A taxa de mortalidade dos Estados Unidos caiu para o menor nível já registrado em 2025, segundo dados provisórios divulgados nesta quinta-feira (2) pelos Centros de Controle e Prevenção de Doenças (CDC).
De acordo com o Relatório de Estatísticas Vitais de Divulgação Rápida, a taxa de mortalidade foi de 689,2 mortes por 100 mil habitantes, uma redução de 4,6% em relação a 2024 e o menor índice da série histórica do país.
As principais causas de morte permaneceram as doenças cardíacas e o câncer, seguidos por lesões não intencionais, acidente vascular cerebral (AVC), doenças respiratórias crônicas, doença de Alzheimer e diabetes.
Em comparação com 2024, as sete principais causas de morte permaneceram as mesmas, mas houve mudanças nas últimas posições do ranking. Enquanto, em 2024, figuravam entre as dez principais causas a nefrite, a doença hepática crônica e a morte autoinfligida, em 2025, a gripe, a pneumonia e a doença renal passaram a ocupar essas posições. A doença hepática crônica permaneceu entre as dez principais causas de morte nos Estados Unidos.
O relatório também aponta que as taxas de mortalidade foram mais elevadas entre homens, idosos e pessoas negras.
Segundo o CDC, a mortalidade caiu entre 2024 e 2025 em praticamente todos os grupos demográficos, com exceção dos indígenas americanos e nativos do Alasca, dos nativos havaianos e de outras ilhas do Pacífico e da população asiática.
Embora a taxa de mortalidade entre pessoas com 85 anos ou mais também tenha diminuído, esse grupo continuou registrando os índices mais elevados entre todas as faixas etárias.
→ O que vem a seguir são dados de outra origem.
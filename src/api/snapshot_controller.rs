use crate::error::{ChartError, ChartResult};
use crate::render::GeometryRenderer;

use super::{ChartEngine, DataSetSummary, EngineSnapshot};

impl<R: GeometryRenderer> ChartEngine<R> {
    /// Builds a deterministic snapshot useful for regression tests.
    pub fn snapshot(&self) -> ChartResult<EngineSnapshot> {
        let data_sets = self
            .data
            .as_ref()
            .map(|data| {
                data.data_sets()
                    .iter()
                    .map(|set| DataSetSummary {
                        label: set.label().to_owned(),
                        entry_count: set.entry_count(),
                        axis: set.axis_dependency(),
                        visible: set.is_visible(),
                        stacked: set.is_stacked(),
                    })
                    .collect()
            })
            .unwrap_or_default();

        Ok(EngineSnapshot {
            viewport: self.viewport,
            left_axis: self.left_axis,
            right_axis: self.right_axis,
            phase: self.phase,
            revision: self.data.as_ref().map(|data| data.revision()),
            data_sets,
            highlight: self.selection.highlighted(),
            frame: self.build_frame()?,
            series_metadata: self.series_metadata.clone(),
        })
    }

    /// Serializes snapshot as pretty JSON for fixture-based regression checks.
    pub fn snapshot_json_pretty(&self) -> ChartResult<String> {
        let snapshot = self.snapshot()?;
        serde_json::to_string_pretty(&snapshot)
            .map_err(|e| ChartError::InvalidData(format!("failed to serialize snapshot: {e}")))
    }
}
use thiserror::Error;

pub type ChartResult<T> = Result<T, ChartError>;

#[derive(Debug, Error, Clone, PartialEq)]
pub enum ChartError {
    #[error("invalid viewport size: width={width}, height={height}")]
    InvalidViewport { width: u32, height: u32 },

    #[error("invalid data: {0}")]
    InvalidData(String),

    #[error("index {index} is out of range for {len} addressable items")]
    IndexOutOfRange { index: usize, len: usize },

    #[error("chart has no data sets")]
    NoData,

    #[error("operation requires bar chart data")]
    NotBarData,
}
O relatório destaca ainda que, apesar da redução observada em diferentes grupos raciais e étnicos, a população negra manteve a maior taxa de mortalidade entre todos os grupos analisados.
Os dados utilizados no levantamento foram obtidos por meio do Sistema Nacional de Estatísticas Vitais e abrangem cerca de 99% dos óbitos registrados nos Estados Unidos em 2025.
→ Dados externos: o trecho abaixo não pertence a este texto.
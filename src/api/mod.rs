mod accessibility;
mod data_controller;
mod engine;
mod engine_accessors;
mod engine_config;
mod engine_init;
mod engine_snapshot;
mod highlight_controller;
mod render_frame_builder;
mod snapshot_controller;
mod viewport_controller;

pub use accessibility::{VirtualViewCacheStats, VirtualViewDescription, VirtualViewProvider};
pub use engine::ChartEngine;
pub use engine_config::{ChartEngineConfig, DEFAULT_LINE_BOUNDS_HALF_WIDTH, HighlightEmphasis};
pub use engine_snapshot::{
    DataSetSummary, ENGINE_SNAPSHOT_JSON_SCHEMA_V1, EngineSnapshot, EngineSnapshotJsonContractV1,
};
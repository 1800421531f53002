use serde::{Deserialize, Serialize};

use crate::core::AxisDependency;

/// A resolved selection: one entry, optionally one stack slice of it.
///
/// Created fresh for every pointer event. The only mutation is
/// [`Highlight::set_draw`], which caches where the indicator was drawn.
#[derive(Debug, Clone, Copy, PartialEq, Serialize, Deserialize)]
pub struct Highlight {
    x: f64,
    y: f64,
    x_px: f64,
    y_px: f64,
    data_set_index: usize,
    stack_index: Option<usize>,
    axis: AxisDependency,
    draw_x: Option<f64>,
    draw_y: Option<f64>,
}

impl Highlight {
    #[must_use]
    pub fn new(
        x: f64,
        y: f64,
        x_px: f64,
        y_px: f64,
        data_set_index: usize,
        axis: AxisDependency,
    ) -> Self {
        Self {
            x,
            y,
            x_px,
            y_px,
            data_set_index,
            stack_index: None,
            axis,
            draw_x: None,
            draw_y: None,
        }
    }

    #[must_use]
    pub fn with_stack_index(mut self, stack_index: Option<usize>) -> Self {
        self.stack_index = stack_index;
        self
    }

    #[must_use]
    pub fn x(&self) -> f64 {
        self.x
    }

    #[must_use]
    pub fn y(&self) -> f64 {
        self.y
    }

    #[must_use]
    pub fn x_px(&self) -> f64 {
        self.x_px
    }

    #[must_use]
    pub fn y_px(&self) -> f64 {
        self.y_px
    }

    #[must_use]
    pub fn data_set_index(&self) -> usize {
        self.data_set_index
    }

    /// `None` selects the whole bar.
    #[must_use]
    pub fn stack_index(&self) -> Option<usize> {
        self.stack_index
    }

    #[must_use]
    pub fn is_stacked(&self) -> bool {
        self.stack_index.is_some()
    }

    #[must_use]
    pub fn axis(&self) -> AxisDependency {
        self.axis
    }

    #[must_use]
    pub fn draw_position(&self) -> Option<(f64, f64)> {
        Some((self.draw_x?, self.draw_y?))
    }

    pub fn set_draw(&mut self, x: f64, y: f64) {
        self.draw_x = Some(x);
        self.draw_y = Some(y);
    }

    /// Same entry and slice, ignoring pixel and draw positions.
    #[must_use]
    pub fn same_target(&self, other: &Highlight) -> bool {
        self.data_set_index == other.data_set_index
            && self.x == other.x
            && self.y == other.y
            && self.stack_index == other.stack_index
    }
}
O CDC ressalta, no entanto, que os números são provisórios e apresentam algumas limitações. Entre elas, estão diferenças nos prazos de envio das certidões de óbito entre as jurisdições, possíveis erros na classificação racial e mudanças na metodologia das estimativas populacionais entre 2024 e 2025.
Apesar dessas limitações, a agência afirma que o relatório oferece um panorama confiável das tendências de mortalidade no país e fornece informações preliminares que podem orientar pesquisadores, gestores públicos e a formulação de políticas voltadas à redução da mortalidade.